Stored data
· · · · ·
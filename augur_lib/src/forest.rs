//! Bagged decision-tree ensemble used by the classifier.
//!
//! Small and deterministic by construction: every source of randomness
//! (bootstrap draws, feature subsampling) comes from one seeded generator,
//! so a fixed seed and fixed inputs always grow the same forest.

use rand::rngs::StdRng;
use rand::{Rng, SeedableRng};

/// Tree-growing parameters.
#[derive(Debug, Clone)]
pub struct GrowthSettings {
    /// Number of bagged trees.
    pub trees: usize,
    /// Maximum tree depth.
    pub max_depth: usize,
    /// Stop splitting below this many samples in a node.
    pub min_leaf: usize,
}

impl Default for GrowthSettings {
    fn default() -> Self {
        GrowthSettings {
            trees: 64,
            max_depth: 12,
            min_leaf: 1,
        }
    }
}

enum Node {
    // Class distribution at the leaf, summing to 1.
    Leaf { dist: Vec<f64> },
    Split {
        feature: usize,
        threshold: f64,
        left: usize,
        right: usize,
    },
}

struct Tree {
    nodes: Vec<Node>,
}

impl Tree {
    fn posterior<'a>(&'a self, x: &[f64]) -> &'a [f64] {
        let mut idx = 0;
        loop {
            match self.nodes.get(idx) {
                None | Some(Node::Leaf { .. }) => break,
                Some(Node::Split {
                    feature,
                    threshold,
                    left,
                    right,
                }) => {
                    let value = x.get(*feature).copied().unwrap_or(0.0);
                    idx = if value <= *threshold { *left } else { *right };
                }
            }
        }
        match self.nodes.get(idx) {
            Some(Node::Leaf { dist }) => dist,
            _ => &[],
        }
    }
}

fn gini(class_weights: &[f64], total: f64) -> f64 {
    if total <= 0.0 {
        return 0.0;
    }
    1.0 - class_weights
        .iter()
        .map(|w| {
            let p = w / total;
            p * p
        })
        .sum::<f64>()
}

struct Grower<'a> {
    x: &'a [Vec<f64>],
    y: &'a [usize],
    w: &'a [f64],
    n_labels: usize,
    n_features: usize,
    features_per_split: usize,
    settings: &'a GrowthSettings,
    root_weight: f64,
    importances: Vec<f64>,
}

impl Grower<'_> {
    fn class_weights(&self, samples: &[usize]) -> (Vec<f64>, f64) {
        let mut cw = vec![0.0; self.n_labels];
        let mut total = 0.0;
        for &i in samples {
            let label = self.y.get(i).copied().unwrap_or(0);
            let weight = self.w.get(i).copied().unwrap_or(0.0);
            if let Some(slot) = cw.get_mut(label) {
                *slot += weight;
            }
            total += weight;
        }
        (cw, total)
    }

    fn leaf(&self, nodes: &mut Vec<Node>, cw: Vec<f64>, total: f64) -> usize {
        let dist = if total > 0.0 {
            cw.iter().map(|w| w / total).collect()
        } else {
            vec![0.0; self.n_labels]
        };
        nodes.push(Node::Leaf { dist });
        nodes.len() - 1
    }

    fn value(&self, sample: usize, feature: usize) -> f64 {
        self.x
            .get(sample)
            .and_then(|row| row.get(feature))
            .copied()
            .unwrap_or(0.0)
    }

    /// Best (gain, threshold) for one feature over the node's samples, by
    /// sweeping the sorted values and scoring each boundary between two
    /// distinct ones.
    fn best_split_on(
        &self,
        feature: usize,
        samples: &[usize],
        cw: &[f64],
        total: f64,
        parent_gini: f64,
    ) -> Option<(f64, f64)> {
        let mut vals: Vec<(f64, usize)> = samples
            .iter()
            .map(|&i| (self.value(i, feature), i))
            .collect();
        vals.sort_by(|a, b| a.0.total_cmp(&b.0));

        let mut left = vec![0.0; self.n_labels];
        let mut left_total = 0.0;
        let mut best: Option<(f64, f64)> = None;

        for pair in vals.windows(2) {
            let ((value, sample), (next_value, _)) = match pair {
                [a, b] => (*a, *b),
                _ => continue,
            };
            let label = self.y.get(sample).copied().unwrap_or(0);
            let weight = self.w.get(sample).copied().unwrap_or(0.0);
            if let Some(slot) = left.get_mut(label) {
                *slot += weight;
            }
            left_total += weight;

            if next_value <= value {
                // Same value on both sides, not a real boundary.
                continue;
            }

            let right_total = total - left_total;
            if left_total <= 0.0 || right_total <= 0.0 {
                continue;
            }
            let right_gini = {
                let sum: f64 = cw
                    .iter()
                    .zip(&left)
                    .map(|(all, l)| {
                        let p = (all - l) / right_total;
                        p * p
                    })
                    .sum();
                1.0 - sum
            };
            let gain = parent_gini
                - (left_total / total) * gini(&left, left_total)
                - (right_total / total) * right_gini;
            let better = match best {
                None => gain > 1e-12,
                Some((best_gain, _)) => gain > best_gain + 1e-12,
            };
            if better {
                best = Some((gain, (value + next_value) / 2.0));
            }
        }
        best
    }

    fn best_split_among(
        &self,
        features: &[usize],
        samples: &[usize],
        cw: &[f64],
        total: f64,
        parent_gini: f64,
    ) -> Option<(f64, usize, f64)> {
        let mut best: Option<(f64, usize, f64)> = None;
        for &feature in features {
            if let Some((gain, threshold)) =
                self.best_split_on(feature, samples, cw, total, parent_gini)
            {
                let better = match best {
                    None => true,
                    Some((best_gain, _, _)) => gain > best_gain + 1e-12,
                };
                if better {
                    best = Some((gain, feature, threshold));
                }
            }
        }
        best
    }

    fn grow(
        &mut self,
        nodes: &mut Vec<Node>,
        samples: &[usize],
        depth: usize,
        rng: &mut StdRng,
    ) -> usize {
        let (cw, total) = self.class_weights(samples);
        let parent_gini = gini(&cw, total);

        let stop = depth >= self.settings.max_depth
            || samples.len() <= self.settings.min_leaf
            || parent_gini <= 1e-12;
        if stop {
            return self.leaf(nodes, cw, total);
        }

        // Random feature subset, evaluated in index order so that the
        // chosen split does not depend on subset ordering.
        let mut feats = rand::seq::index::sample(
            rng,
            self.n_features,
            self.features_per_split.min(self.n_features),
        )
        .into_vec();
        feats.sort_unstable();

        let mut best = self.best_split_among(&feats, samples, &cw, total, parent_gini);
        if best.is_none() && feats.len() < self.n_features {
            // The subset only held constant features; look at the rest
            // before giving up on the node.
            let all: Vec<usize> = (0..self.n_features).collect();
            best = self.best_split_among(&all, samples, &cw, total, parent_gini);
        }

        let (gain, feature, threshold) = match best {
            None => return self.leaf(nodes, cw, total),
            Some(b) => b,
        };

        if let Some(slot) = self.importances.get_mut(feature) {
            *slot += (total / self.root_weight) * gain;
        }

        let (left_samples, right_samples): (Vec<usize>, Vec<usize>) = samples
            .iter()
            .copied()
            .partition(|&i| self.value(i, feature) <= threshold);

        let idx = nodes.len();
        // Placeholder, patched once both children exist.
        nodes.push(Node::Leaf { dist: Vec::new() });
        let left = self.grow(nodes, &left_samples, depth + 1, rng);
        let right = self.grow(nodes, &right_samples, depth + 1, rng);
        if let Some(slot) = nodes.get_mut(idx) {
            *slot = Node::Split {
                feature,
                threshold,
                left,
                right,
            };
        }
        idx
    }
}

/// A bagged ensemble of Gini-grown decision trees.
pub struct Forest {
    trees: Vec<Tree>,
    n_labels: usize,
    importances: Vec<f64>,
}

impl Forest {
    /// Fit on dense feature rows `x`, label indices `y` and per-sample
    /// weights `w` (class balancing is the caller's concern; bagging is
    /// ours).  Each tree sees a bootstrap resample and √n-feature splits.
    pub fn fit(
        x: &[Vec<f64>],
        y: &[usize],
        w: &[f64],
        n_labels: usize,
        settings: &GrowthSettings,
        seed: u64,
    ) -> Forest {
        let n = x.len();
        let n_features = x.first().map(Vec::len).unwrap_or(0);
        let features_per_split =
            ((n_features as f64).sqrt().round() as usize).max(1);

        let mut rng = StdRng::seed_from_u64(seed);
        let mut importances = vec![0.0; n_features];
        let mut trees = Vec::with_capacity(settings.trees);

        for _ in 0..settings.trees {
            let bootstrap: Vec<usize> =
                (0..n).map(|_| rng.gen_range(0..n)).collect();

            let mut grower = Grower {
                x,
                y,
                w,
                n_labels,
                n_features,
                features_per_split,
                settings,
                root_weight: bootstrap
                    .iter()
                    .map(|&i| w.get(i).copied().unwrap_or(0.0))
                    .sum::<f64>()
                    .max(f64::EPSILON),
                importances: vec![0.0; n_features],
            };
            let mut nodes = Vec::new();
            grower.grow(&mut nodes, &bootstrap, 0, &mut rng);
            for (acc, tree_imp) in
                importances.iter_mut().zip(&grower.importances)
            {
                *acc += tree_imp;
            }
            trees.push(Tree { nodes });
        }

        let total: f64 = importances.iter().sum();
        if total > 0.0 {
            for v in &mut importances {
                *v /= total;
            }
        }

        Forest {
            trees,
            n_labels,
            importances,
        }
    }

    /// Mean of the per-tree leaf distributions; sums to 1 (up to rounding)
    /// whenever at least one tree was grown.
    pub fn posterior(&self, x: &[f64]) -> Vec<f64> {
        let mut acc = vec![0.0; self.n_labels];
        if self.trees.is_empty() {
            return acc;
        }
        for tree in &self.trees {
            for (slot, p) in acc.iter_mut().zip(tree.posterior(x)) {
                *slot += p;
            }
        }
        let n = self.trees.len() as f64;
        for slot in &mut acc {
            *slot /= n;
        }
        acc
    }

    /// Normalized mean-decrease-in-impurity per feature.
    pub fn importances(&self) -> &[f64] {
        &self.importances
    }
}

#[cfg(test)]
mod test {
    use crate::forest::{Forest, GrowthSettings};

    // Two classes separable on feature 0; feature 1 is noise held constant.
    fn toy() -> (Vec<Vec<f64>>, Vec<usize>, Vec<f64>) {
        let mut x = Vec::new();
        let mut y = Vec::new();
        for i in 0..8 {
            x.push(vec![0.1 * i as f64, 0.5]);
            y.push(0);
        }
        for i in 0..8 {
            x.push(vec![2.0 + 0.1 * i as f64, 0.5]);
            y.push(1);
        }
        let w = vec![1.0; x.len()];
        (x, y, w)
    }

    #[test]
    fn test_separable_classes() {
        let (x, y, w) = toy();
        let forest =
            Forest::fit(&x, &y, &w, 2, &GrowthSettings::default(), 42);

        let p0 = forest.posterior(&[0.2, 0.5]);
        let p1 = forest.posterior(&[2.5, 0.5]);
        assert!(p0[0] > 0.9, "expected class 0, got {p0:?}");
        assert!(p1[1] > 0.9, "expected class 1, got {p1:?}");

        let total: f64 = p0.iter().sum();
        assert!((total - 1.0).abs() < 1e-9);
    }

    #[test]
    fn test_importance_lands_on_informative_feature() {
        let (x, y, w) = toy();
        let forest =
            Forest::fit(&x, &y, &w, 2, &GrowthSettings::default(), 42);
        let imp = forest.importances();
        assert!(imp[0] > 0.99);
        assert!(imp[1] < 0.01);
        assert!((imp.iter().sum::<f64>() - 1.0).abs() < 1e-9);
    }

    #[test]
    fn test_same_seed_same_forest() {
        let (x, y, w) = toy();
        let a = Forest::fit(&x, &y, &w, 2, &GrowthSettings::default(), 7);
        let b = Forest::fit(&x, &y, &w, 2, &GrowthSettings::default(), 7);
        let query = [1.1, 0.5];
        assert_eq!(a.posterior(&query), b.posterior(&query));
        assert_eq!(a.importances(), b.importances());
    }

    #[test]
    fn test_weights_shift_the_posterior() {
        // All samples identical features, labels split 50/50: the posterior
        // follows the weights.
        let x = vec![vec![1.0]; 4];
        let y = vec![0, 0, 1, 1];
        let w = vec![3.0, 3.0, 1.0, 1.0];
        let forest =
            Forest::fit(&x, &y, &w, 2, &GrowthSettings::default(), 1);
        let p = forest.posterior(&[1.0]);
        assert!(p[0] > p[1]);
    }
}
use crate::tables::{Align, Column, Table};
use augur_lib::engine::{Outcome, ReviewState};

fn state_image(state: &ReviewState) -> String {
    match state {
        ReviewState::Pending => "pending".to_string(),
        ReviewState::Approved => "staged".to_string(),
        ReviewState::Rejected => "rejected".to_string(),
        ReviewState::Modified(label) => format!("changed to {label}"),
    }
}

pub fn proposals_view(outcome: &Outcome, max_width: usize) -> String {
    let mut table = Table::new(vec![
        Column::new("Date", Align::Left),
        Column::new("Description", Align::Left).elastic(),
        Column::new("Amount", Align::Right),
        Column::new("Suggestion", Align::Left),
        Column::new("Conf", Align::Right),
        Column::new("State", Align::Left),
    ]);
    for item in &outcome.items {
        let txn = &item.proposal.transaction;
        table.add_row(vec![
            txn.date.to_string(),
            txn.description.clone(),
            txn.amount.to_string(),
            item.proposal.suggestion.label.clone(),
            format!("{:.0}%", item.proposal.suggestion.confidence * 100.0),
            state_image(&item.state),
        ]);
    }

    if table.is_empty() {
        "No transaction cleared the confidence threshold.\n".to_string()
    } else {
        table.render(max_width)
    }
}
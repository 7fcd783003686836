#[derive(thiserror::Error, Debug)]
pub enum Error {
    #[error("{0}")]
    Str(String),

    /// The event log could not be read or written.  Nothing was partially
    /// applied: a failed append means the event does not exist.
    #[error("event log I/O error: {0}")]
    Storage(#[from] std::io::Error),

    #[error("corrupt event record: {0}")]
    Json(#[from] serde_json::Error),

    /// Too few labeled categories survive filtering to fit a model.  The
    /// counts are included so the caller can tell the user what is missing.
    #[error(
        "not enough training data: {categories} categories with {samples} \
         usable samples (need at least 2 categories)"
    )]
    InsufficientData { categories: usize, samples: usize },

    #[error("no model has been trained yet, run training first")]
    ModelNotTrained,
}

pub type Result<T> = std::result::Result<T, Error>;
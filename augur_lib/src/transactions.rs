use chrono::NaiveDate;
use rust_decimal::Decimal;
use serde::{Deserialize, Serialize};

/// Identifier assigned by the upstream bank-export pipeline.  Opaque to us:
/// we only rely on it being stable across runs, so that re-categorizations
/// of the same transaction can supersede one another.
#[derive(Debug, Eq, PartialEq, Hash, Clone, Serialize, Deserialize)]
pub struct TransactionId(pub String);

impl std::fmt::Display for TransactionId {
    fn fmt(&self, f: &mut std::fmt::Formatter<'_>) -> std::fmt::Result {
        f.write_str(&self.0)
    }
}

#[derive(Debug, Eq, PartialEq, Hash, Clone, Serialize, Deserialize)]
pub struct AccountId(pub String);

impl std::fmt::Display for AccountId {
    fn fmt(&self, f: &mut std::fmt::Formatter<'_>) -> std::fmt::Result {
        f.write_str(&self.0)
    }
}

/// A bank transaction, as produced by the surrounding ledger.
///
/// This is read-only data for the categorization pipeline: we never edit the
/// ledger directly, we only emit categorization events that the ledger
/// consumes downstream.  Amounts are signed and assumed to be normalized to
/// one currency per account by the importer; descriptions are the raw
/// statement text ("SPOTIFY PREMIUM", "LOBLAWS #4", ...).
#[derive(Debug, Clone, Serialize, Deserialize)]
pub struct Transaction {
    pub id: TransactionId,
    pub date: NaiveDate,
    pub amount: Decimal,
    pub description: String,
    pub account: AccountId,

    #[serde(default)]
    pub category: Option<String>,
    #[serde(default)]
    pub subcategory: Option<String>,
}

impl Transaction {
    pub fn is_categorized(&self) -> bool {
        self.category.is_some()
    }
}
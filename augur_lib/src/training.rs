use crate::errors::{Error, Result};
use crate::events::CategorizationEvent;
use crate::transactions::TransactionId;
use itertools::Itertools;
use rust_decimal::Decimal;
use std::collections::{BTreeMap, HashMap};

/// One labeled example, projected from the event log.  Never persisted: the
/// set is rebuilt from scratch on every training run, so the log stays the
/// single source of truth.
#[derive(Debug, Clone)]
pub struct TrainingSample {
    pub text: String,
    pub amount: Decimal,
    pub label: String,
}

/// The labeled dataset derived from the event history.
pub struct TrainingSet {
    pub samples: Vec<TrainingSample>,

    // Surviving samples per label, after supersession and filtering.
    pub label_counts: BTreeMap<String, usize>,
}

impl TrainingSet {
    /// Replay the event history into a labeled dataset.
    ///
    /// A transaction may have been categorized several times; only its most
    /// recent event counts (latest timestamp, later append winning a
    /// timestamp tie).  Labels with fewer than `min_samples` surviving
    /// events are dropped entirely, with their transactions: a category we
    /// have hardly seen would only teach the model noise.
    ///
    /// Deterministic: the same event log always yields the same set, in the
    /// same order.  There is no randomness here; sampling decisions belong
    /// to the classifier.
    pub fn build(
        events: &[CategorizationEvent],
        min_samples: usize,
    ) -> Result<TrainingSet> {
        // Supersession.  Events normally arrive (timestamp, append order)
        // sorted, but compare explicitly so an unsorted slice gives the
        // same answer.
        let mut latest: HashMap<&TransactionId, (usize, &CategorizationEvent)> =
            HashMap::new();
        for (pos, ev) in events.iter().enumerate() {
            match latest.get(&ev.transaction_id) {
                Some((prev_pos, prev))
                    if (prev.timestamp, *prev_pos) > (ev.timestamp, pos) => {}
                _ => {
                    latest.insert(&ev.transaction_id, (pos, ev));
                }
            }
        }

        let counts = latest.values().counts_by(|(_, ev)| ev.label());

        let mut samples: Vec<TrainingSample> = latest
            .values()
            .filter(|(_, ev)| {
                counts.get(&ev.label()).copied().unwrap_or(0) >= min_samples
            })
            .map(|(_, ev)| TrainingSample {
                text: ev.description.clone(),
                amount: ev.amount,
                label: ev.label(),
            })
            .collect();
        samples.sort_by(|a, b| {
            a.label
                .cmp(&b.label)
                .then_with(|| a.text.cmp(&b.text))
                .then_with(|| a.amount.cmp(&b.amount))
        });

        let mut label_counts = BTreeMap::new();
        for s in &samples {
            *label_counts.entry(s.label.clone()).or_insert(0) += 1;
        }

        if label_counts.len() < 2 {
            return Err(Error::InsufficientData {
                categories: label_counts.len(),
                samples: samples.len(),
            });
        }

        Ok(TrainingSet {
            samples,
            label_counts,
        })
    }

    /// The surviving labels, sorted.
    pub fn labels(&self) -> Vec<String> {
        self.label_counts.keys().cloned().collect()
    }
}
· · · · ·
Extract every line of the records above that contains the word "categories".

    /// Too few labeled categories survive filtering to fit a model.  The
        "not enough training data: {categories} categories with {samples} \
         usable samples (need at least 2 categories)"
    InsufficientData { categories: usize, samples: usize },
                categories: label_counts.len(),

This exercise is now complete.